_Saved data entries_:
impl PluginClient {
    /// Connects using default transport limits.
    ///
    /// # Errors
    ///
    /// Returns [`ClientError`] when the handshake is unusable or the
    /// connection or authentication fails.
    pub async fn connect(handshake: &Handshake) -> Result<Self, ClientError> {
        Self::connect_with_limits(handshake, &LimitsConfig::default()).await
    }

    /// Connects using explicit transport limits.
    ///
    /// # Errors
    ///
    /// Returns [`ClientError`] when the handshake is unusable or the
    /// connection or authentication fails.
    pub async fn connect_with_limits(
        handshake: &Handshake,
        limits: &LimitsConfig,
    ) -> Result<Self, ClientError> {
        let address = handshake.endpoint()?;
        let transport = match handshake.rpc_transport {
            RpcTransport::Native => {
                ClientTransport::Native(connect_native(address, limits.max_frame_bytes).await?)
            }
            RpcTransport::Json => ClientTransport::Json(HttpConnection::new(
                address,
                &handshake.token,
                limits.max_body_bytes,
            )?),
        };
        let client = Self {
            plugin_type: handshake.plugin_type,
            transport,
            next_id: AtomicU64::new(1),
        };
        if matches!(client.transport, ClientTransport::Native(_)) {
            client
                .call(RpcRequest::Authenticate {
                    token: handshake.token.clone(),
                })
                .await?;
        }
        Ok(client)
    }

    /// Returns the capability advertised by the plugin.
    #[must_use]
    pub const fn plugin_type(&self) -> PluginType {
        self.plugin_type
    }

    /// Sends one request and returns the typed reply.
    ///
    /// # Errors
    ///
    /// Returns [`ClientError`] when the call fails in transport or in the
    /// plugin.
    pub async fn call(&self, request: RpcRequest) -> Result<RpcReply, ClientError> {
        let id = self.next_id.fetch_add(1, Ordering::Relaxed);
        let call = async {
            match &self.transport {
                ClientTransport::Native(connection) => connection.call(id, &request).await,
                ClientTransport::Json(connection) => connection.call(id, &request).await,
            }
        };
        tokio::time::timeout(DEFAULT_CALL_TIMEOUT, call)
            .await
            .map_err(|_| ClientError::Transport("call timed out".to_string()))?
    }

    /// Resets the plugin heartbeat.
    ///
    /// # Errors
    ///
    /// Returns [`ClientError`] when the call fails.
    pub async fn ping(&self) -> Result<(), ClientError> {
        self.call(RpcRequest::Ping).await.map(|_| ())
    }

    /// Asks the plugin to shut down cleanly.
    ///
    /// # Errors
    ///
    /// Returns [`ClientError`] when the call fails.
    pub async fn kill(&self, reason: &str) -> Result<(), ClientError> {
        self.call(RpcRequest::Kill {
            reason: reason.to_string(),
        })
        .await
        .map(|_| ())
    }

    /// Lists the metrics a collector can produce.
    ///
    /// # Errors
    ///
    /// Returns [`ClientError`] when the call fails.
    pub async fn get_metric_types(&self) -> Result<Vec<PluginMetricType>, ClientError> {
        match self.call(RpcRequest::GetMetricTypes).await? {
            RpcReply::MetricTypes(metrics) => Ok(metrics),
            _ => Err(unexpected("GetMetricTypes")),
        }
    }

    /// Collects the requested metrics as given.
    ///
    /// # Errors
    ///
    /// Returns [`ClientError`] when the call fails.
    pub async fn collect_metrics(
        &self,
        metrics: Vec<PluginMetricType>,
    ) -> Result<Vec<PluginMetricType>, ClientError> {
        match self
            .call(RpcRequest::CollectMetrics {
                metrics,
            })
            .await?
        {
            RpcReply::Metrics(metrics) => Ok(metrics),
            _ => Err(unexpected("CollectMetrics")),
        }
    }

    /// Fetches a collector's config policy tree.
    ///
    /// # Errors
    ///
    /// Returns [`ClientError`] when the call fails.
    pub async fn get_config_policy_tree(&self) -> Result<ConfigPolicyTree, ClientError> {
        match self.call(RpcRequest::GetConfigPolicyTree).await? {
            RpcReply::PolicyTree(tree) => Ok(tree),
            _ => Err(unexpected("GetConfigPolicyTree")),
        }
    }

    /// Sends content through a processor as given.
    ///
    /// # Errors
    ///
    /// Returns [`ClientError`] when the call fails.
    pub async fn process(
        &self,
        content_type: &str,
        content: Vec<u8>,
        config: ConfigMap,
    ) -> Result<(String, Vec<u8>), ClientError> {
        let request = RpcRequest::Process {
            content_type: content_type.to_string(),
            content,
            config,
        };
        match self.call(request).await? {
            RpcReply::Processed {
                content_type,
                content,
            } => Ok((content_type, content)),
            _ => Err(unexpected("Process")),
        }
    }

    /// Fetches a processor's config policy node.
    ///
    /// # Errors
    ///
    /// Returns [`ClientError`] when the call fails.
    pub async fn get_config_policy_node(&self) -> Result<ConfigPolicyNode, ClientError> {
        match self.call(RpcRequest::GetConfigPolicyNode).await? {
            RpcReply::PolicyNode(node) => Ok(node),
            _ => Err(unexpected("GetConfigPolicyNode")),
        }
    }

    /// Validates and defaults each metric's config against `tree`, then
    /// collects.
    ///
    /// # Errors
    ///
    /// Returns [`ClientError::Policy`] for the first metric whose config is
    /// rejected, or any call failure.
    pub async fn collect_metrics_with_policy(
        &self,
        tree: &ConfigPolicyTree,
        metrics: Vec<PluginMetricType>,
    ) -> Result<Vec<PluginMetricType>, ClientError> {
        let mut prepared = Vec::with_capacity(metrics.len());
        for mut metric in metrics {
            let config = metric.config.take().unwrap_or_default();
            let processed =
                tree.process(&metric.namespace, config).map_err(|errors| ClientError::Policy {
                    namespace: metric.namespace_key(),
                    errors: errors.to_string(),
                })?;
            metric.config = Some(processed);
            prepared.push(metric);
        }
        self.collect_metrics(prepared).await
    }

    /// Validates and defaults `config` against `node`, then processes.
    ///
    /// # Errors
    ///
    /// Returns [`ClientError::Policy`] when the config is rejected, or any
    /// call failure.
    pub async fn process_with_policy(
        &self,
        node: &ConfigPolicyNode,
        content_type: &str,
        content: Vec<u8>,
        config: ConfigMap,
    ) -> Result<(String, Vec<u8>), ClientError> {
        let processed = node.process(config).map_err(|errors| ClientError::Policy {
            namespace: content_type.to_string(),
            errors: errors.to_string(),
        })?;
        self.process(content_type, content, processed).await
    }
}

_The problem_: Copy out the records above exactly and completely.

_Task solution_:
impl PluginClient {
    /// Connects using default transport limits.
    ///
    /// # Errors
    ///
    /// Returns [`ClientError`] when the handshake is unusable or the
    /// connection or authentication fails.
    pub async fn connect(handshake: &Handshake) -> Result<Self, ClientError> {
        Self::connect_with_limits(handshake, &LimitsConfig::default()).await
    }

    /// Connects using explicit transport limits.
    ///
    /// # Errors
    ///
    /// Returns [`ClientError`] when the handshake is unusable or the
    /// connection or authentication fails.
    pub async fn connect_with_limits(
        handshake: &Handshake,
        limits: &LimitsConfig,
    ) -> Result<Self, ClientError> {
        let address = handshake.endpoint()?;
        let transport = match handshake.rpc_transport {
            RpcTransport::Native => {
                ClientTransport::Native(connect_native(address, limits.max_frame_bytes).await?)
            }
            RpcTransport::Json => ClientTransport::Json(HttpConnection::new(
                address,
                &handshake.token,
                limits.max_body_bytes,
            )?),
        };
        let client = Self {
            plugin_type: handshake.plugin_type,
            transport,
            next_id: AtomicU64::new(1),
        };
        if matches!(client.transport, ClientTransport::Native(_)) {
            client
                .call(RpcRequest::Authenticate {
                    token: handshake.token.clone(),
                })
                .await?;
        }
        Ok(client)
    }

    /// Returns the capability advertised by the plugin.
    #[must_use]
    pub const fn plugin_type(&self) -> PluginType {
        self.plugin_type
    }

    /// Sends one request and returns the typed reply.
    ///
    /// # Errors
    ///
    /// Returns [`ClientError`] when the call fails in transport or in the
    /// plugin.
    pub async fn call(&self, request: RpcRequest) -> Result<RpcReply, ClientError> {
        let id = self.next_id.fetch_add(1, Ordering::Relaxed);
        let call = async {
            match &self.transport {
                ClientTransport::Native(connection) => connection.call(id, &request).await,
                ClientTransport::Json(connection) => connection.call(id, &request).await,
            }
        };
        tokio::time::timeout(DEFAULT_CALL_TIMEOUT, call)
            .await
            .map_err(|_| ClientError::Transport("call timed out".to_string()))?
    }

    /// Resets the plugin heartbeat.
    ///
    /// # Errors
    ///
    /// Returns [`ClientError`] when the call fails.
    pub async fn ping(&self) -> Result<(), ClientError> {
        self.call(RpcRequest::Ping).await.map(|_| ())
    }

    /// Asks the plugin to shut down cleanly.
    ///
    /// # Errors
    ///
    /// Returns [`ClientError`] when the call fails.
    pub async fn kill(&self, reason: &str) -> Result<(), ClientError> {
        self.call(RpcRequest::Kill {
            reason: reason.to_string(),
        })
        .await
        .map(|_| ())
    }

    /// Lists the metrics a collector can produce.
    ///
    /// # Errors
    ///
    /// Returns [`ClientError`] when the call fails.
    pub async fn get_metric_types(&self) -> Result<Vec<PluginMetricType>, ClientError> {
        match self.call(RpcRequest::GetMetricTypes).await? {
            RpcReply::MetricTypes(metrics) => Ok(metrics),
            _ => Err(unexpected("GetMetricTypes")),
        }
    }

    /// Collects the requested metrics as given.
    ///
    /// # Errors
    ///
    /// Returns [`ClientError`] when the call fails.
    pub async fn collect_metrics(
        &self,
        metrics: Vec<PluginMetricType>,
    ) -> Result<Vec<PluginMetricType>, ClientError> {
        match self
            .call(RpcRequest::CollectMetrics {
                metrics,
            })
            .await?
        {
            RpcReply::Metrics(metrics) => Ok(metrics),
            _ => Err(unexpected("CollectMetrics")),
        }
    }

    /// Fetches a collector's config policy tree.
    ///
    /// # Errors
    ///
    /// Returns [`ClientError`] when the call fails.
    pub async fn get_config_policy_tree(&self) -> Result<ConfigPolicyTree, ClientError> {
        match self.call(RpcRequest::GetConfigPolicyTree).await? {
            RpcReply::PolicyTree(tree) => Ok(tree),
            _ => Err(unexpected("GetConfigPolicyTree")),
        }
    }

    /// Sends content through a processor as given.
    ///
    /// # Errors
    ///
    /// Returns [`ClientError`] when the call fails.
    pub async fn process(
        &self,
        content_type: &str,
        content: Vec<u8>,
        config: ConfigMap,
    ) -> Result<(String, Vec<u8>), ClientError> {
        let request = RpcRequest::Process {
            content_type: content_type.to_string(),
            content,
            config,
        };
        match self.call(request).await? {
            RpcReply::Processed {
                content_type,
                content,
            } => Ok((content_type, content)),
            _ => Err(unexpected("Process")),
        }
    }

    /// Fetches a processor's config policy node.
    ///
    /// # Errors
    ///
    /// Returns [`ClientError`] when the call fails.
    pub async fn get_config_policy_node(&self) -> Result<ConfigPolicyNode, ClientError> {
        match self.call(RpcRequest::GetConfigPolicyNode).await? {
            RpcReply::PolicyNode(node) => Ok(node),
            _ => Err(unexpected("GetConfigPolicyNode")),
        }
    }

    /// Validates and defaults each metric's config against `tree`, then
    /// collects.
    ///
    /// # Errors
    ///
    /// Returns [`ClientError::Policy`] for the first metric whose config is
    /// rejected, or any call failure.
    pub async fn collect_metrics_with_policy(
        &self,
        tree: &ConfigPolicyTree,
        metrics: Vec<PluginMetricType>,
    ) -> Result<Vec<PluginMetricType>, ClientError> {
        let mut prepared = Vec::with_capacity(metrics.len());
        for mut metric in metrics {
            let config = metric.config.take().unwrap_or_default();
            let processed =
                tree.process(&metric.namespace, config).map_err(|errors| ClientError::Policy {
                    namespace: metric.namespace_key(),
                    errors: errors.to_string(),
                })?;
            metric.config = Some(processed);
            prepared.push(metric);
        }
        self.collect_metrics(prepared).await
    }

    /// Validates and defaults `config` against `node`, then processes.
    ///
    /// # Errors
    ///
    /// Returns [`ClientError::Policy`] when the config is rejected, or any
    /// call failure.
    pub async fn process_with_policy(
        &self,
        node: &ConfigPolicyNode,
        content_type: &str,
        content: Vec<u8>,
        config: ConfigMap,
    ) -> Result<(String, Vec<u8>), ClientError> {
        let processed = node.process(config).map_err(|errors| ClientError::Policy {
            namespace: content_type.to_string(),
            errors: errors.to_string(),
        })?;
        self.process(content_type, content, processed).await
    }
}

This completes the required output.